Data supplied »
━━━━━━

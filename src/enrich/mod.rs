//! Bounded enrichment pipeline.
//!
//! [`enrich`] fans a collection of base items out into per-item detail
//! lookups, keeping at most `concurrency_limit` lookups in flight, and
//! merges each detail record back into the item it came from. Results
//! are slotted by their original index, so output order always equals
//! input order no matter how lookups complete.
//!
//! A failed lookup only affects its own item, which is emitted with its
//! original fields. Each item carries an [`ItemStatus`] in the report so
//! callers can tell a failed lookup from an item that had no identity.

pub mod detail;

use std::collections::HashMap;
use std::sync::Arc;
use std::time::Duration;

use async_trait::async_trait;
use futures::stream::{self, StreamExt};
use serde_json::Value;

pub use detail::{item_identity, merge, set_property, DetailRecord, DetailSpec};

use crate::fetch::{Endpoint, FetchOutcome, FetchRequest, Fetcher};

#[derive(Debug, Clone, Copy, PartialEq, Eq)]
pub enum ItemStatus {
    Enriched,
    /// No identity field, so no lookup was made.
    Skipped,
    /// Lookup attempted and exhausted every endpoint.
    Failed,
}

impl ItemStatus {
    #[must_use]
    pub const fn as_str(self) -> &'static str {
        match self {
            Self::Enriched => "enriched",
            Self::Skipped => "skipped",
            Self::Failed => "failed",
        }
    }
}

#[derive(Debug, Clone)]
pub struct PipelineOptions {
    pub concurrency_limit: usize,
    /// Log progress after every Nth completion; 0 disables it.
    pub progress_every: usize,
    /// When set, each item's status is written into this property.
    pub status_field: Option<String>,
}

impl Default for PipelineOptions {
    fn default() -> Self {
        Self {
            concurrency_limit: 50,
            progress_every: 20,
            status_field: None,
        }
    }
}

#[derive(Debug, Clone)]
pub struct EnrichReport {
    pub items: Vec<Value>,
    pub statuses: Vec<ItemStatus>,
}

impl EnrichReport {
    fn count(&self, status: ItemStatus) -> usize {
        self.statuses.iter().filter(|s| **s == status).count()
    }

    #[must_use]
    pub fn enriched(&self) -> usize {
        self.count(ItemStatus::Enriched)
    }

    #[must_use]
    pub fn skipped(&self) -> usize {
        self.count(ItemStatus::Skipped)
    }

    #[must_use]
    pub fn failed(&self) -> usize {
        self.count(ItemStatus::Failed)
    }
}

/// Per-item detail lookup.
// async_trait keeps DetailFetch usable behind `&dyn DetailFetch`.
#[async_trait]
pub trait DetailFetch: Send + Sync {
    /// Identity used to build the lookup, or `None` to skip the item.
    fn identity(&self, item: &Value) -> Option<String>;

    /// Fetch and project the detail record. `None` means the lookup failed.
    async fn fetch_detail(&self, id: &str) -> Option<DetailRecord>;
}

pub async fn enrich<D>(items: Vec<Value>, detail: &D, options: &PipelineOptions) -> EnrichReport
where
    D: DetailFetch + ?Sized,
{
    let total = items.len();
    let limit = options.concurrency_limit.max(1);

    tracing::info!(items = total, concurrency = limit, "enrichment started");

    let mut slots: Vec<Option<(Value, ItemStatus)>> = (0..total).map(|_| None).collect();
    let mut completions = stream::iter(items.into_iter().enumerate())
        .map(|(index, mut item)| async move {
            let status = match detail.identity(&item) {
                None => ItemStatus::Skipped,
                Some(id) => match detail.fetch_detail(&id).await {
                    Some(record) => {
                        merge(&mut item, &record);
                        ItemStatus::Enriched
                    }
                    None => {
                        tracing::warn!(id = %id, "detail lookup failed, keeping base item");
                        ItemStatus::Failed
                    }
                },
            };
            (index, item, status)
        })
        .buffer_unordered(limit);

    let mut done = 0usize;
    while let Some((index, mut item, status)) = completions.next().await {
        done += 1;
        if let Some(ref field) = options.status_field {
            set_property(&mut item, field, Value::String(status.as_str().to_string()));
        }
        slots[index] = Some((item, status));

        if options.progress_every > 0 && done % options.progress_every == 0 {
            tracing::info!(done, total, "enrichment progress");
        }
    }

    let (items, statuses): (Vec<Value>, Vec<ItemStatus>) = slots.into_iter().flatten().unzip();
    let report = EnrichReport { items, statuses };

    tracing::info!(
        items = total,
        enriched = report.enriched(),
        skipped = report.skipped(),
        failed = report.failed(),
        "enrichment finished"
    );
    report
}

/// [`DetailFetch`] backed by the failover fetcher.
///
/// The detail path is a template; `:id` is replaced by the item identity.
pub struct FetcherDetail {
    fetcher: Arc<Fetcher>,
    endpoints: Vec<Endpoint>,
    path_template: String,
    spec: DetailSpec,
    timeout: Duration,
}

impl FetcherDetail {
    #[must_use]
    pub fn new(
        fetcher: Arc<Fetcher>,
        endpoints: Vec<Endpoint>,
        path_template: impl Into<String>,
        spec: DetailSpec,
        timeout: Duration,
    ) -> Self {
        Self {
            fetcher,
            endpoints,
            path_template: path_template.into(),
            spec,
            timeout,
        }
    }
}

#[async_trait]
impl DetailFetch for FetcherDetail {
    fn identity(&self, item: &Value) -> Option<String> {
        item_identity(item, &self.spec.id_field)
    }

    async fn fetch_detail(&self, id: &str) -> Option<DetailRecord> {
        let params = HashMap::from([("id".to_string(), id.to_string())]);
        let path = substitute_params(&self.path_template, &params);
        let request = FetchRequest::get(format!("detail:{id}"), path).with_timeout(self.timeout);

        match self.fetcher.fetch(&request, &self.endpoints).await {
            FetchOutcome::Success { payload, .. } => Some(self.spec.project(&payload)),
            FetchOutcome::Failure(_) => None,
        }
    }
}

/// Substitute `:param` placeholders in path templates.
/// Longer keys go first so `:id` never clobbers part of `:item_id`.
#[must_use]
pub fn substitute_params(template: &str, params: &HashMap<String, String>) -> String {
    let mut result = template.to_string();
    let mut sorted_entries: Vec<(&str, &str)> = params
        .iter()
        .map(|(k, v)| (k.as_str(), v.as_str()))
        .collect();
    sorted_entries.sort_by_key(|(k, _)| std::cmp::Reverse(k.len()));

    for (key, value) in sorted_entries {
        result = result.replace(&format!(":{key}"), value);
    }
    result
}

━━━━━━

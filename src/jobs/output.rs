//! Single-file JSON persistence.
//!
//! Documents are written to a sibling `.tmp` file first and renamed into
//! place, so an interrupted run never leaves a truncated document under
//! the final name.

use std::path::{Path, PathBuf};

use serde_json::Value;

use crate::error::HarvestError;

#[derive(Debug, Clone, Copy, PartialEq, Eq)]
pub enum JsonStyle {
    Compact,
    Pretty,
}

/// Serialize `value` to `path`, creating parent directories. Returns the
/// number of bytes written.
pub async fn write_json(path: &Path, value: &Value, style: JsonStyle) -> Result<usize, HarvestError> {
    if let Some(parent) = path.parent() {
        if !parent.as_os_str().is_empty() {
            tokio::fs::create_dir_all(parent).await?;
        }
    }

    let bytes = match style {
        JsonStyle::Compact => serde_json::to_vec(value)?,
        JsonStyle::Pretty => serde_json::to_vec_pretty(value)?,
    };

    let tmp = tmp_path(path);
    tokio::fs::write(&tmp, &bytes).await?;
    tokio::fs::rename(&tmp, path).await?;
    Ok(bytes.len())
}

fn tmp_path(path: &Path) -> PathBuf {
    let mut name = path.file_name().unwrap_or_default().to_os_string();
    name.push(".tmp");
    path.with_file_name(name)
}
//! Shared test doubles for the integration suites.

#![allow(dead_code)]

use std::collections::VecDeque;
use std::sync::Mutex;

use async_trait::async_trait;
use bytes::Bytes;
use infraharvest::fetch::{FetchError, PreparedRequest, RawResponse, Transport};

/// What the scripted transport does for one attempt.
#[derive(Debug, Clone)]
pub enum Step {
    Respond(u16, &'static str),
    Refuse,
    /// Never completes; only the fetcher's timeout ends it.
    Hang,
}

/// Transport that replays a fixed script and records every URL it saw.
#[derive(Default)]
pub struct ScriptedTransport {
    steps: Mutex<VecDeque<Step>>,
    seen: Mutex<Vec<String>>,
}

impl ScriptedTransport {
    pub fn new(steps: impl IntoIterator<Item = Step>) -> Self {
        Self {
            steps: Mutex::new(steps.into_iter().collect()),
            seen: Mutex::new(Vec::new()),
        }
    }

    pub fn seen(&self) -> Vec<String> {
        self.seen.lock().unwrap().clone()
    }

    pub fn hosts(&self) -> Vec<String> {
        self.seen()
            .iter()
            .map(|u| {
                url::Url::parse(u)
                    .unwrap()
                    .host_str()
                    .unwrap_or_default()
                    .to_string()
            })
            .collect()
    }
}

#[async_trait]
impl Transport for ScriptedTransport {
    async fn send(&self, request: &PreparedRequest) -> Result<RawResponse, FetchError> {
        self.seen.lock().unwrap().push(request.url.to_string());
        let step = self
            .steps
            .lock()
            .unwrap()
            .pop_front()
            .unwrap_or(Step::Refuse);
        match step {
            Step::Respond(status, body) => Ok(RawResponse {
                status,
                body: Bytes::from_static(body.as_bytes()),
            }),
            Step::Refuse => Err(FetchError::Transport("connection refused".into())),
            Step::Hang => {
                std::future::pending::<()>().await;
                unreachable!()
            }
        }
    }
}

━━━━━━

Return only the number of lines in the data above that hold the word "FetchOutcome".

Task output » 3